◆ **EXERCISE MATERIALS**
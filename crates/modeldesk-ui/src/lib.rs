//! # modeldesk-ui
//!
//! Stateful view containers for the modeldesk console.
//!
//! Each container keeps its observable state in `futures-signals`
//! [`Mutable`](futures_signals::signal::Mutable)s so any renderer can
//! subscribe to it, and drives the backend through the
//! [`ConsoleApi`](modeldesk_client::ConsoleApi) trait held by the
//! [`AppContext`].
//!
//! - [`ModelListState`]: list page of one model (schema, query, rows, count)
//! - [`EditorState`]: view/edit/create page of one record
//! - [`SessionState`]: current user, captcha, login and profile
//! - [`UploadState`]: file upload page
//!
//! Async operations return futures; callers decide where they run. A
//! response that arrives after a newer request of the same container was
//! issued is dropped.

pub mod context;
pub mod notifications;
pub mod state;

pub use context::AppContext;
pub use notifications::{Notice, NoticeLevel, Notifications};
pub use state::editor::{EditorState, SubmitOutcome, list_route};
pub use state::list::{DisplayState, ListPhase, ModelListState, RenderedRow};
pub use state::session::SessionState;
pub use state::upload::{Rejection, UploadState};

◆ **PROBLEM REQUIREMENTS**
Write out the complete material a second time, matching it exactly.

◆ **RESULT OF THE TASK**
filename crates/modeldesk-ui/src/lib.rs
//! # modeldesk-ui
//!
//! Stateful view containers for the modeldesk console.
//!
//! Each container keeps its observable state in `futures-signals`
//! [`Mutable`](futures_signals::signal::Mutable)s so any renderer can
//! subscribe to it, and drives the backend through the
//! [`ConsoleApi`](modeldesk_client::ConsoleApi) trait held by the
//! [`AppContext`].
//!
//! - [`ModelListState`]: list page of one model (schema, query, rows, count)
//! - [`EditorState`]: view/edit/create page of one record
//! - [`SessionState`]: current user, captcha, login and profile
//! - [`UploadState`]: file upload page
//!
//! Async operations return futures; callers decide where they run. A
//! response that arrives after a newer request of the same container was
//! issued is dropped.

pub mod context;
pub mod notifications;
pub mod state;

pub use context::AppContext;
pub use notifications::{Notice, NoticeLevel, Notifications};
pub use state::editor::{EditorState, SubmitOutcome, list_route};
pub use state::list::{DisplayState, ListPhase, ModelListState, RenderedRow};
pub use state::session::SessionState;
pub use state::upload::{Rejection, UploadState};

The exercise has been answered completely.